El rostro de Mary Halliday experimentó una radiante transformación al verlo. Como buena anfitriona y mujer educada que era, permaneció sentada entre sus invitados; pero sus ojos brillantes no se apartaban de su marido.

Basil, lord Halliday, Canciller de la Creciente del Consejo de los Lores, saludó con una reverencia a la compañía de su esposa, con una sonrisa frunciendo su rostro apergaminado.

Lady Halliday se dirigió a él con formalidad.

—¡Milord! No esperábamos que volvieras tan pronto.

La sonrisa del hombre se ensanchó de malicia y afectación.

—Lo sé —respondió, acudiendo a besarle las manos—. He venido a casa directamente, antes incluso de ir a informar a Ferris. Tendría que haberme acordado de que tendrías compañía.

—Compañía que está encantada de veros —dijo la duquesa Tremontaine—, aunque estoy segura de que lady Halliday lo está más que nadie. No lo admitiría, pero creo que el imaginaros partiendo solo a caballo hacia Helmsleigh para enfrentaros a un cordón de tejedores rebeldes alteraba su estabilidad.

Halliday se rió.

—No se puede decir que fuera solo. Me llevé una tropa de la Guardia de la Ciudad para impresionarlos.

Su esposa lo miró a los ojos y preguntó con voz seria:

—¿Cómo ha ido?

—Bastante bien —contestó él—. Tienen algunas quejas legítimas. La lana extranjera ha estado rebajando los precios, y el nuevo impuesto pesa sobre las comunas más pequeñas. Tendré que discutirlo con milord Ferris. Os lo contaré todo, pero no antes de tiempo, o el Canciller del Dragón se enfadará por no haber sido el primero en enterarse.

Lady Halliday frunció el ceño.

—Sigo pensando que debería haber ido Ferris en tu lugar. El Fisco es tarea suya.

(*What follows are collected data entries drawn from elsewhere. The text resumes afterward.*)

use std::fs;
use std::io::ErrorKind;
use std::path::Path;

use serde::{Deserialize, Serialize};

use super::{kv, StorageError};

/// App-wide settings stored in `config.json` at the store root
#[derive(Debug, Clone, PartialEq, Serialize, Deserialize)]
#[serde(default)]
pub struct AppConfig {
    /// Worker count assumed for sessions that were never registered
    pub default_workers: u32,
    /// Session used when neither `--session` nor an active session is set
    pub default_session: String,
    /// Default timeout for `wait` and `trigger await`
    pub await_timeout_secs: u64,
    /// Longest task message `send` and `broadcast` accept
    pub max_message_length: usize,
    /// tmux window holding the worker panes
    pub tmux_window: String,
}

impl Default for AppConfig {
    fn default() -> Self {
        Self {
            default_workers: 6,
            default_session: "swarm".to_string(),
            await_timeout_secs: 300,
            max_message_length: 50_000,
            tmux_window: "main".to_string(),
        }
    }
}

impl AppConfig {
    /// Load the config, writing defaults first if the file does not exist
    pub(super) fn load_or_init(path: &Path) -> Result<Self, StorageError> {
        let json = match fs::read_to_string(path) {
            Ok(json) => json,
            Err(e) if e.kind() == ErrorKind::NotFound => {
                let config = Self::default();
                config.save(path)?;
                return Ok(config);
            }
            Err(e) => return Err(e.into()),
        };

        let mut config: AppConfig = serde_json::from_str(&json)?;
        if config.default_workers == 0 {
            // a zero-worker session would satisfy the all-done barrier vacuously
            tracing::warn!(
                "Ignoring default_workers = 0 in {}, using {}",
                path.display(),
                Self::default().default_workers
            );
            config.default_workers = Self::default().default_workers;
        }
        Ok(config)
    }

    pub(super) fn save(&self, path: &Path) -> Result<(), StorageError> {
        let json = serde_json::to_string_pretty(self)?;
        kv::write_atomic(path, json.as_bytes())?;
        Ok(())
    }
}

#[cfg(test)]
mod tests {
    use super::*;
    use tempfile::TempDir;

    #[test]
    fn test_missing_keys_fall_back_to_defaults() {
        let temp_dir = TempDir::new().unwrap();
        let path = temp_dir.path().join("config.json");
        fs::write(&path, r#"{ "default_workers": 3 }"#).unwrap();

        let config = AppConfig::load_or_init(&path).unwrap();
        assert_eq!(config.default_workers, 3);
        assert_eq!(config.default_session, "swarm");
        assert_eq!(config.await_timeout_secs, 300);
    }

    #[test]
    fn test_load_or_init_writes_defaults() {
        let temp_dir = TempDir::new().unwrap();
        let path = temp_dir.path().join("config.json");

        let config = AppConfig::load_or_init(&path).unwrap();
        assert_eq!(config, AppConfig::default());

        let written: AppConfig = serde_json::from_str(&fs::read_to_string(&path).unwrap()).unwrap();
        assert_eq!(written, config);
    }

    #[test]
    fn test_zero_default_workers_falls_back() {
        let temp_dir = TempDir::new().unwrap();
        let path = temp_dir.path().join("config.json");
        fs::write(&path, r#"{ "default_workers": 0, "await_timeout_secs": 10 }"#).unwrap();

        let config = AppConfig::load_or_init(&path).unwrap();
        assert_eq!(config.default_workers, 6);
        assert_eq!(config.await_timeout_secs, 10);
    }

    #[test]
    fn test_invalid_config_is_an_error() {
        let temp_dir = TempDir::new().unwrap();
        let path = temp_dir.path().join("config.json");
        fs::write(&path, "not json").unwrap();

        assert!(matches!(
            AppConfig::load_or_init(&path),
            Err(StorageError::Json(_))
        ));
    }
}
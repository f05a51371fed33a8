use std::fs::{self, File, OpenOptions};
use std::io;
use std::path::{Path, PathBuf};

use fs2::FileExt;

/// Exclusive advisory lock on a file, held until the guard is dropped.
///
/// The file is only a lock handle; its contents are never read.
#[derive(Debug)]
pub struct ExclusiveFileLock {
    file: File,
    path: PathBuf,
}

impl ExclusiveFileLock {
    /// Open (creating if needed) and lock `path`, blocking until the lock is granted
    pub fn acquire(path: &Path) -> io::Result<Self> {
        if let Some(parent) = path.parent() {
            fs::create_dir_all(parent)?;
        }

        let file = OpenOptions::new()
            .create(true)
            .truncate(false)
            .write(true)
            .open(path)?;

        file.lock_exclusive().map_err(|e| {
            io::Error::new(
                e.kind(),
                format!("Failed to acquire file lock {}: {}", path.display(), e),
            )
        })?;

        tracing::debug!("Acquired lock {}", path.display());
        Ok(Self {
            file,
            path: path.to_path_buf(),
        })
    }
}

impl Drop for ExclusiveFileLock {
    fn drop(&mut self) {
        if let Err(e) = FileExt::unlock(&self.file) {
            tracing::warn!("Failed to release lock {}: {}", self.path.display(), e);
        } else {
            tracing::debug!("Released lock {}", self.path.display());
        }
    }
}
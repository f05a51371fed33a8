use std::path::PathBuf;

use crate::storage::{SessionInfo, SwarmStorage};

use super::CommandError;

/// Register a session, defaulting the workspace to the current directory and
/// the worker count to the configured default
pub fn register_session(
    storage: &SwarmStorage,
    name: &str,
    workspace: Option<PathBuf>,
    workers: Option<u32>,
) -> Result<SessionInfo, CommandError> {
    let workspace = match workspace {
        Some(path) => path,
        None => std::env::current_dir().map_err(crate::storage::StorageError::from)?,
    };
    let workers = workers.unwrap_or(storage.config().default_workers);

    Ok(storage.register(name, &workspace, workers)?)
}

/// Metadata of a registered session
pub fn session_info(storage: &SwarmStorage, name: &str) -> Result<SessionInfo, CommandError> {
    storage
        .get_info(name)?
        .ok_or_else(|| CommandError::SessionNotFound(name.to_string()))
}

/// Make `name` the active session. Unlike the raw pointer update this
/// refuses sessions that were never registered.
pub fn activate_session(storage: &SwarmStorage, name: &str) -> Result<(), CommandError> {
    session_info(storage, name)?;
    storage.set_active(name)?;
    Ok(())
}

pub fn format_session(info: &SessionInfo, active: bool) -> String {
    format!(
        "{}{} - {} workers, workspace {}, created {}",
        info.name,
        if active { " (active)" } else { "" },
        info.worker_count,
        info.workspace.display(),
        info.created_at.format("%Y-%m-%d %H:%M:%S UTC")
    )
}
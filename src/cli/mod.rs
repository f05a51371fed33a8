use std::path::PathBuf;

use clap::{Args, Parser, Subcommand};

use crate::coordination::WorkerStatus;

/// Environment variable carrying a worker's id inside its pane
pub const WORKER_ID_ENV: &str = "HIVE_SWARM_WORKER_ID";

/// hive-swarm - coordinate a manager and N workers through a shared store.
///
/// Every invocation is a short-lived process: it resolves the session, runs
/// one store operation, and exits.
#[derive(Debug, Parser)]
#[command(name = "hive-swarm", version)]
pub struct Cli {
    /// Session to operate on (defaults to the active session)
    #[arg(long, short = 's', global = true, env = "HIVE_SWARM_SESSION")]
    pub session: Option<String>,

    /// Store root (defaults to ~/.config/hive-swarm)
    #[arg(long, global = true, env = "HIVE_SWARM_HOME")]
    pub home: Option<PathBuf>,

    #[command(subcommand)]
    pub command: Command,
}

#[derive(Debug, Args)]
pub struct WorkerArg {
    /// Worker ID (auto-detected from HIVE_SWARM_WORKER_ID)
    #[arg(long = "worker", short = 'w', env = WORKER_ID_ENV)]
    pub id: Option<u32>,
}

#[derive(Debug, Subcommand)]
pub enum Command {
    /// Register, inspect, and remove sessions
    #[command(subcommand)]
    Session(SessionCommand),

    /// Send a task to one worker
    Send {
        worker: u32,
        task: String,
        /// Record the assignment without typing it into the worker pane
        #[arg(long)]
        no_deliver: bool,
    },

    /// Send the same task to every worker
    Broadcast {
        task: String,
        #[arg(long)]
        no_deliver: bool,
    },

    /// Show worker states, triggers, and locks
    Status,

    /// Print the result file a worker wrote
    #[command(name = "result")]
    WorkerResult { worker: u32 },

    /// Show the latest result of every worker
    Results,

    /// Wait until every worker has reported done
    Wait {
        /// Max seconds to wait (defaults to the configured timeout)
        #[arg(long, short = 't')]
        timeout: Option<u64>,
    },

    /// Clear worker states, triggers, protocol, and phase
    Reset {
        /// Release every file lock as well
        #[arg(long)]
        include_locks: bool,
    },

    /// Select the protocol the swarm follows
    #[command(subcommand)]
    Protocol(ProtocolCommand),

    /// Track the current phase of the protocol
    #[command(subcommand)]
    Phase(PhaseCommand),

    /// Fire, clear, and wait on triggers
    #[command(subcommand)]
    Trigger(TriggerCommand),

    /// Report the current task finished and signal completion
    Done {
        #[command(flatten)]
        worker: WorkerArg,
        /// Result summary
        #[arg(long, short = 'r')]
        result: Option<String>,
        #[arg(long, value_enum, default_value_t = WorkerStatus::Complete)]
        status: WorkerStatus,
        /// Error message when the task failed
        #[arg(long)]
        error: Option<String>,
        /// Branch holding the worker's changes
        #[arg(long)]
        branch: Option<String>,
        /// Files modified by the task
        #[arg(long, num_args = 1..)]
        files: Vec<String>,
    },

    /// Write a result without signalling completion
    Report {
        result: String,
        #[command(flatten)]
        worker: WorkerArg,
        #[arg(long, value_enum, default_value_t = WorkerStatus::Complete)]
        status: WorkerStatus,
        /// Task description for the result file
        #[arg(long, short = 't')]
        task: Option<String>,
    },

    /// Claim files before editing them
    Lock {
        #[arg(required = true)]
        files: Vec<String>,
        #[command(flatten)]
        worker: WorkerArg,
    },

    /// Release every file this worker has claimed
    Unlock {
        #[command(flatten)]
        worker: WorkerArg,
    },

    /// Show all active file locks
    Locks,
}

#[derive(Debug, Subcommand)]
pub enum SessionCommand {
    /// Register a session and make it active
    Register {
        name: String,
        /// Workspace directory (default: current)
        #[arg(long, short = 'd')]
        workspace: Option<PathBuf>,
        /// Number of workers (default: from config)
        #[arg(long, short = 'w')]
        workers: Option<u32>,
    },
    /// Remove a session and all of its state
    Unregister { name: String },
    /// List registered sessions
    List,
    /// Show one session (default: the resolved session)
    Info { name: Option<String> },
    /// Make a session the default for later commands
    Activate { name: String },
    /// Print the active session
    Active,
}

#[derive(Debug, Subcommand)]
pub enum ProtocolCommand {
    /// List installed protocols
    List,
    /// Activate a protocol for the session
    Set { name: String },
    /// Print the active protocol
    Show,
}

#[derive(Debug, Subcommand)]
pub enum PhaseCommand {
    Set { phase: String },
    Show,
}

#[derive(Debug, Subcommand)]
pub enum TriggerCommand {
    /// Fire a trigger
    Fire { name: String },
    /// Clear a trigger
    Clear { name: String },
    /// Clear every trigger in the session
    ClearAll,
    /// Exit successfully iff the trigger is set
    Check { name: String },
    /// Block until the trigger is set
    Await {
        name: String,
        #[arg(long, short = 't')]
        timeout: Option<u64>,
    },
    /// List triggers that are set
    List,
}
use anyhow::{anyhow, Result};
use rusqlite::Connection;
use std::path::PathBuf;
use std::sync::{Mutex, MutexGuard};

use super::blob_store::BlobStore;
use crate::models::ai::AIAnalysisResult;
use crate::models::settings::AppSettings;

pub struct Database {
    conn: Mutex<Connection>,
}

impl Database {
    pub fn new(data_dir: PathBuf) -> Result<Self> {
        std::fs::create_dir_all(&data_dir)?;
        let db_path = data_dir.join("dragon_faith.db");
        let conn = Connection::open(db_path)?;
        Self::with_connection(conn)
    }

    pub fn open_in_memory() -> Result<Self> {
        Self::with_connection(Connection::open_in_memory()?)
    }

    fn with_connection(conn: Connection) -> Result<Self> {
        let db = Self {
            conn: Mutex::new(conn),
        };
        db.migrate()?;
        Ok(db)
    }

    fn conn(&self) -> Result<MutexGuard<'_, Connection>> {
        self.conn.lock().map_err(|_| anyhow!("database lock poisoned"))
    }

    fn migrate(&self) -> Result<()> {
        let conn = self.conn()?;
        conn.execute_batch(
            "
            CREATE TABLE IF NOT EXISTS settings (
                id TEXT PRIMARY KEY DEFAULT 'default',
                data TEXT NOT NULL,
                updated_at TEXT NOT NULL DEFAULT (datetime('now'))
            );

            CREATE TABLE IF NOT EXISTS kv_store (
                key TEXT PRIMARY KEY,
                data TEXT NOT NULL,
                updated_at TEXT NOT NULL DEFAULT (datetime('now'))
            );

            CREATE TABLE IF NOT EXISTS ai_analysis (
                id TEXT PRIMARY KEY,
                record_date TEXT NOT NULL,
                model_name TEXT NOT NULL,
                question TEXT NOT NULL,
                content TEXT NOT NULL,
                created_at TEXT NOT NULL DEFAULT (datetime('now'))
            );

            CREATE INDEX IF NOT EXISTS idx_ai_analysis_date ON ai_analysis(record_date);

            CREATE TABLE IF NOT EXISTS token_usage (
                id INTEGER PRIMARY KEY AUTOINCREMENT,
                date TEXT NOT NULL,
                model_name TEXT NOT NULL,
                prompt_tokens INTEGER NOT NULL,
                completion_tokens INTEGER NOT NULL,
                total_tokens INTEGER NOT NULL,
                created_at TEXT NOT NULL DEFAULT (datetime('now'))
            );

            CREATE INDEX IF NOT EXISTS idx_token_date ON token_usage(date);
            ",
        )?;
        Ok(())
    }

    pub fn save_settings(&self, settings: &AppSettings) -> Result<()> {
        let conn = self.conn()?;
        let data = serde_json::to_string(settings)?;
        conn.execute(
            "INSERT OR REPLACE INTO settings (id, data, updated_at) VALUES ('default', ?1, datetime('now'))",
            rusqlite::params![data],
        )?;
        Ok(())
    }

    pub fn load_settings(&self) -> Result<AppSettings> {
        let conn = self.conn()?;
        let result = conn.query_row(
            "SELECT data FROM settings WHERE id = 'default'",
            [],
            |row| row.get::<_, String>(0),
        );
        match result {
            Ok(data) => Ok(serde_json::from_str(&data)?),
            Err(rusqlite::Error::QueryReturnedNoRows) => {
                let default = AppSettings::default();
                drop(conn);
                self.save_settings(&default)?;
                Ok(default)
            }
            Err(e) => Err(e.into()),
        }
    }

    pub fn save_ai_analysis(&self, result: &AIAnalysisResult) -> Result<()> {
        let conn = self.conn()?;
        conn.execute(
            "INSERT OR REPLACE INTO ai_analysis (id, record_date, model_name, question, content, created_at) VALUES (?1, ?2, ?3, ?4, ?5, ?6)",
            rusqlite::params![result.id, result.record_date, result.model_name, result.question, result.content, result.created_at],
        )?;
        Ok(())
    }

    pub fn get_ai_analysis_history(&self, record_date: &str, limit: usize) -> Result<Vec<AIAnalysisResult>> {
        let conn = self.conn()?;
        let mut stmt = conn.prepare(
            "SELECT id, record_date, model_name, question, content, created_at FROM ai_analysis WHERE record_date = ?1 ORDER BY created_at DESC LIMIT ?2",
        )?;
        let rows = stmt.query_map(rusqlite::params![record_date, limit], |row| {
            Ok(AIAnalysisResult {
                id: row.get(0)?,
                record_date: row.get(1)?,
                model_name: row.get(2)?,
                question: row.get(3)?,
                content: row.get(4)?,
                created_at: row.get(5)?,
            })
        })?;
        let mut results = Vec::new();
        for row in rows {
            results.push(row?);
        }
        Ok(results)
    }

    pub fn record_token_usage(&self, model_name: &str, prompt_tokens: u32, completion_tokens: u32) -> Result<()> {
        let conn = self.conn()?;
        let today = chrono::Local::now().format("%Y-%m-%d").to_string();
        conn.execute(
            "INSERT INTO token_usage (date, model_name, prompt_tokens, completion_tokens, total_tokens, created_at) VALUES (?1, ?2, ?3, ?4, ?5, datetime('now'))",
            rusqlite::params![today, model_name, prompt_tokens, completion_tokens, prompt_tokens + completion_tokens],
        )?;
        Ok(())
    }

    pub fn get_today_token_usage(&self) -> Result<u32> {
        let conn = self.conn()?;
        let today = chrono::Local::now().format("%Y-%m-%d").to_string();
        let result = conn.query_row(
            "SELECT COALESCE(SUM(total_tokens), 0) FROM token_usage WHERE date = ?1",
            rusqlite::params![today],
            |row| row.get::<_, u32>(0),
        );
        match result {
            Ok(total) => Ok(total),
            Err(_) => Ok(0),
        }
    }
}

impl BlobStore for Database {
    fn load(&self, key: &str) -> Result<Option<String>> {
        let conn = self.conn()?;
        let result = conn.query_row(
            "SELECT data FROM kv_store WHERE key = ?1",
            rusqlite::params![key],
            |row| row.get::<_, String>(0),
        );
        match result {
            Ok(data) => Ok(Some(data)),
            Err(rusqlite::Error::QueryReturnedNoRows) => Ok(None),
            Err(e) => Err(e.into()),
        }
    }

    fn save(&self, key: &str, blob: &str) -> Result<()> {
        let conn = self.conn()?;
        conn.execute(
            "INSERT OR REPLACE INTO kv_store (key, data, updated_at) VALUES (?1, ?2, datetime('now'))",
            rusqlite::params![key, blob],
        )?;
        Ok(())
    }
}
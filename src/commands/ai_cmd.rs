use std::path::PathBuf;

use serde::Serialize;
use tokio::sync::mpsc::Sender;

use crate::models::ai::{AIAnalysisResult, AIConfig, AIStreamEvent, TokenUsage};
use crate::models::record::Stage;
use crate::services::ai_service::AIService;
use crate::services::ai_task::AiOutcome;
use crate::services::attachments::read_attachment;
use crate::services::prompts;
use crate::services::response_parser;
use crate::services::trading_day::TradingCalendar;
use crate::AppState;

#[derive(Debug, Clone, Serialize)]
pub struct ExtractSummary {
    pub record_date: String,
    pub changed_fields: usize,
    pub total_tokens: u32,
}

#[derive(Debug, Clone, Serialize)]
pub struct AnalysisSummary {
    pub record_date: String,
    pub stage: Option<Stage>,
    pub changed_fields: usize,
    pub content: String,
    pub total_tokens: u32,
}

fn active_config(state: &AppState) -> Result<AIConfig, String> {
    let settings = state.settings().map_err(|e| e.to_string())?;
    settings
        .active_ai_config()
        .cloned()
        .ok_or("未配置AI模型".to_string())
}

fn record_usage(state: &AppState, config: &AIConfig, usage: &Option<TokenUsage>) -> u32 {
    match usage {
        Some(u) => {
            if let Err(e) = state
                .db
                .record_token_usage(&config.model_name, u.prompt_tokens, u.completion_tokens)
            {
                log::warn!("记录 token 用量失败: {}", e);
            }
            u.total_tokens
        }
        None => 0,
    }
}

/// 请求期间工作记录被切换到别的日期时，结果不能写进去
fn switched_away(record_date: &str, working_date: &str) -> Option<String> {
    (record_date != working_date).then(|| {
        log::warn!(
            "AI 返回时工作记录已从 {} 切换到 {}，结果未合并",
            record_date,
            working_date
        );
        format!("工作记录已切换到 {}，{} 的 AI 结果未合并", working_date, record_date)
    })
}

/// 添加附件；返回当前队列中的文件名
pub async fn attach_file(
    state: &AppState,
    path: PathBuf,
) -> Result<Vec<String>, String> {
    let attachment = read_attachment(&path).await.map_err(|e| e.to_string())?;
    let mut session = state.session().map_err(|e| e.to_string())?;
    if let Some(evicted) = session.attachments.push(attachment) {
        log::info!("附件已满，移除最早的 {}", evicted.file_name);
    }
    Ok(session.attachments.names())
}

pub async fn list_attachments(
    state: &AppState,
) -> Result<Vec<String>, String> {
    let session = state.session().map_err(|e| e.to_string())?;
    Ok(session.attachments.names())
}

pub async fn clear_attachments(
    state: &AppState,
) -> Result<(), String> {
    let mut session = state.session().map_err(|e| e.to_string())?;
    session.attachments.clear();
    Ok(())
}

/// 识图提取盘面数据并合并进工作记录
pub async fn ai_extract_market_data(
    state: &AppState,
) -> Result<AiOutcome<ExtractSummary>, String> {
    let ai_config = active_config(state)?;
    let (date, attachments) = {
        let session = state.session().map_err(|e| e.to_string())?;
        (session.working.date.clone(), session.attachments.items())
    };

    let outcome = state
        .ai_slot
        .run(AIService::extract_market_data(&ai_config, &date, &attachments))
        .await
        .map_err(|e| e.to_string())?;

    let (extraction, usage) = match outcome {
        AiOutcome::Succeeded(v) => v,
        AiOutcome::Failed(reason) => return Ok(AiOutcome::Failed(reason)),
    };

    let total_tokens = record_usage(state, &ai_config, &usage);
    let mut session = state.session().map_err(|e| e.to_string())?;
    if let Some(reason) = switched_away(&date, &session.working.date) {
        return Ok(AiOutcome::Failed(reason));
    }
    let changed_fields = session.merge_extraction(&extraction);
    log::info!("AI 提取完成，更新 {} 个字段", changed_fields);

    Ok(AiOutcome::Succeeded(ExtractSummary {
        record_date: date,
        changed_fields,
        total_tokens,
    }))
}

/// 流式复盘点评；正文写回工作记录并存入历史
pub async fn ai_analyze_working_record(
    state: &AppState,
    sender: Sender<AIStreamEvent>,
) -> Result<AiOutcome<AnalysisSummary>, String> {
    let ai_config = active_config(state)?;
    let settings = state.settings().map_err(|e| e.to_string())?;
    let store = state.records().map_err(|e| e.to_string())?;

    let (record, attachments, persistent) = {
        let session = state.session().map_err(|e| e.to_string())?;
        let persistent = session
            .persistent_sectors(&store, settings.persistence_window)
            .map_err(|e| e.to_string())?;
        (session.working.clone(), session.attachments.items(), persistent)
    };

    let history: Vec<_> = store
        .load_all()
        .map_err(|e| e.to_string())?
        .into_iter()
        .filter(|r| r.date != record.date)
        .take(settings.history_context_days)
        .collect();

    let prompt = prompts::analysis_prompt(
        &record,
        &history,
        &persistent,
        &TradingCalendar::market_status(),
    );

    let outcome = state
        .ai_slot
        .run(AIService::analyze_stream(&ai_config, &prompt, &attachments, sender))
        .await
        .map_err(|e| e.to_string())?;

    let (content, usage) = match outcome {
        AiOutcome::Succeeded(v) => v,
        AiOutcome::Failed(reason) => return Ok(AiOutcome::Failed(reason)),
    };

    let parsed = response_parser::parse_analysis(&content);
    let total_tokens = record_usage(state, &ai_config, &usage);
    let changed_fields = {
        let mut session = state.session().map_err(|e| e.to_string())?;
        if let Some(reason) = switched_away(&record.date, &session.working.date) {
            return Ok(AiOutcome::Failed(reason));
        }
        session.apply_parsed_analysis(&parsed)
    };

    let analysis = AIAnalysisResult {
        id: uuid::Uuid::new_v4().to_string(),
        record_date: record.date.clone(),
        model_name: ai_config.model_name.clone(),
        question: "情绪复盘".to_string(),
        content: parsed.text.clone(),
        created_at: chrono::Local::now().format("%Y-%m-%d %H:%M:%S").to_string(),
    };
    if let Err(e) = state.db.save_ai_analysis(&analysis) {
        log::warn!("保存复盘历史失败: {}", e);
    }

    Ok(AiOutcome::Succeeded(AnalysisSummary {
        record_date: record.date,
        stage: parsed.stage,
        changed_fields,
        content: parsed.text,
        total_tokens,
    }))
}

pub async fn get_analysis_history(
    state: &AppState,
    record_date: String,
    limit: usize,
) -> Result<Vec<AIAnalysisResult>, String> {
    state.db.get_ai_analysis_history(&record_date, limit).map_err(|e| e.to_string())
}

pub async fn get_today_token_usage(
    state: &AppState,
) -> Result<u32, String> {
    state.db.get_today_token_usage().map_err(|e| e.to_string())
}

Su marido le lanzó una fugaz mirada de advertencia antes de decir con jovialidad:

—¡En absoluto! ¿Qué es un simple Canciller del Dragón comparado con el portavoz del Consejo de los Lores en pleno? De este modo se sintieron halagados y creyeron que se les estaba prestando la debida atención. Ahora, cuando envíe a Chris Nevilleson para que redacte un informe completo, serán amables con él. Creo que el asunto quedará zanjado dentro de poco.

—¡Bueno, eso espero! —dijo lady Godwin—. Imaginaos, una horda de tejedores levantando sus lanzaderas contra una orden del Consejo.

Michael se rió, imaginándose a su amigo cabalgando hacia Helmsleigh en uno de sus excelentes caballos.